§ Stored data entries:
use crate::{
    config::Config,
    error::Error,
    gesture::{ClickButton, GestureClassifier},
    hand::{HandFrame, TrackedPoint},
    tracking::{Motion, MotionSmoother, MotionTranslator, TrackingState},
    types::{FrameSize, Landmark, PixelPoint},
};

/// What the detector said about one frame.
#[derive(Clone, Copy, Debug)]
pub enum HandObservation<'a> {
    Present(&'a [Landmark]),
    Absent,
    Unavailable,
}

#[derive(Clone, Copy, Debug, PartialEq, Eq)]
pub enum Presence {
    Tracked,
    Absent,
    DetectorUnavailable,
    MissingLandmark(TrackedPoint),
}

/// Everything decided for one frame: the effects to apply and the state an
/// overlay would show.
#[derive(Clone, Debug, PartialEq)]
pub struct FrameReport {
    pub presence: Presence,
    pub engaged: bool,
    pub smoothed: Option<PixelPoint>,
    pub motion: Option<Motion>,
    pub clicks: Vec<ClickButton>,
}

impl FrameReport {
    fn without_hand(presence: Presence) -> Self {
        Self {
            presence,
            engaged: false,
            smoothed: None,
            motion: None,
            clicks: Vec::new(),
        }
    }

    pub fn hand_present(&self) -> bool {
        self.presence == Presence::Tracked
    }

    pub fn label(&self) -> String {
        match self.presence {
            Presence::Absent => "No hand".to_string(),
            Presence::DetectorUnavailable => "Detector unavailable".to_string(),
            Presence::MissingLandmark(point) => format!("Lost {}", point.label()),
            Presence::Tracked => {
                let mut parts: Vec<&str> = Vec::new();
                if self.engaged {
                    parts.push("Index finger tracking on");
                }
                parts.extend(self.clicks.iter().map(|b| b.display_name()));
                if parts.is_empty() {
                    "Hand detected".to_string()
                } else {
                    parts.join(" + ")
                }
            }
        }
    }
}

/// Per-frame gesture-to-input translation. Holds only configuration; the
/// caller owns the `TrackingState` and threads it through `process_frame`.
pub struct GestureController {
    translator: MotionTranslator,
    classifier: GestureClassifier,
}

impl GestureController {
    pub fn new(translator: MotionTranslator, classifier: GestureClassifier) -> Self {
        Self {
            translator,
            classifier,
        }
    }

    pub fn from_config(config: &Config) -> Self {
        let smoother = MotionSmoother::new(config.motion.smoothing_factor);
        let translator = MotionTranslator::new(
            smoother,
            config.motion.sensitivity,
            config.gestures.engagement_threshold_px,
        );
        let classifier = GestureClassifier::new(
            config.gestures.left,
            config.gestures.right,
            config.gestures.auxiliary,
            config.gestures.click_mode,
        );
        Self::new(translator, classifier)
    }

    pub fn classifier(&self) -> &GestureClassifier {
        &self.classifier
    }

    pub fn process_frame(
        &self,
        state: TrackingState,
        observation: HandObservation<'_>,
        size: FrameSize,
    ) -> (TrackingState, FrameReport) {
        let landmarks = match observation {
            HandObservation::Present(landmarks) if !landmarks.is_empty() => landmarks,
            HandObservation::Present(_) | HandObservation::Absent => {
                return (state.reset(), FrameReport::without_hand(Presence::Absent));
            }
            HandObservation::Unavailable => {
                return (
                    state.reset(),
                    FrameReport::without_hand(Presence::DetectorUnavailable),
                );
            }
        };

        let hand = match HandFrame::resolve(landmarks, size) {
            Ok(hand) => hand,
            Err(Error::MissingLandmark(point)) => {
                log::debug!("skipping frame: {} not reported", point.label());
                return (
                    state.reset(),
                    FrameReport::without_hand(Presence::MissingLandmark(point)),
                );
            }
            Err(err) => {
                log::debug!("skipping frame: {err}");
                return (state.reset(), FrameReport::without_hand(Presence::Absent));
            }
        };

        let (state, motion) = self.translator.track(state, &hand);
        let gestures = self.classifier.classify(&hand, state.held());
        let state = state.with_held(gestures.pinched);

        let report = FrameReport {
            presence: Presence::Tracked,
            engaged: motion.engaged,
            smoothed: Some(motion.smoothed),
            motion: motion.motion,
            clicks: gestures.clicks,
        };
        (state, report)
    }
}

impl Default for GestureController {
    fn default() -> Self {
        Self::from_config(&Config::default())
    }
}
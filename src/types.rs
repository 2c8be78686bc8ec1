use std::time::Instant;

/// One captured image, tightly packed RGB8.
#[derive(Clone, Debug)]
pub struct Frame {
    pub rgb: Vec<u8>,
    pub width: u32,
    pub height: u32,
    pub timestamp: Instant,
}

impl Frame {
    /// A frame that carries only its resolution, used when landmarks come from a recording.
    pub fn blank(width: u32, height: u32) -> Self {
        Self {
            rgb: Vec::new(),
            width,
            height,
            timestamp: Instant::now(),
        }
    }

    pub fn size(&self) -> FrameSize {
        FrameSize::new(self.width as f32, self.height as f32)
    }
}

#[derive(Clone, Copy, Debug, PartialEq)]
pub struct FrameSize {
    pub width: f32,
    pub height: f32,
}

impl FrameSize {
    pub const fn new(width: f32, height: f32) -> Self {
        Self { width, height }
    }
}

/// A detector landmark: its index in the 21-point hand topology and its
/// position normalized to the image, x and y in `[0, 1]`.
#[derive(Clone, Copy, Debug, PartialEq)]
pub struct Landmark {
    pub id: usize,
    pub x: f32,
    pub y: f32,
}

impl Landmark {
    pub const fn new(id: usize, x: f32, y: f32) -> Self {
        Self { id, x, y }
    }
}

#[derive(Clone, Copy, Debug, Default, PartialEq)]
pub struct PixelPoint {
    pub x: f32,
    pub y: f32,
}

impl PixelPoint {
    pub const fn new(x: f32, y: f32) -> Self {
        Self { x, y }
    }

    pub fn distance(self, other: PixelPoint) -> f32 {
        (self.x - other.x).hypot(self.y - other.y)
    }
}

§ Problem to work on: In the data above, each line holding "impl" is to be found and copied.

§ Reply to the task:
impl FrameReport {
impl GestureController {
impl Default for GestureController {
impl Frame {
impl FrameSize {
impl Landmark {
impl PixelPoint {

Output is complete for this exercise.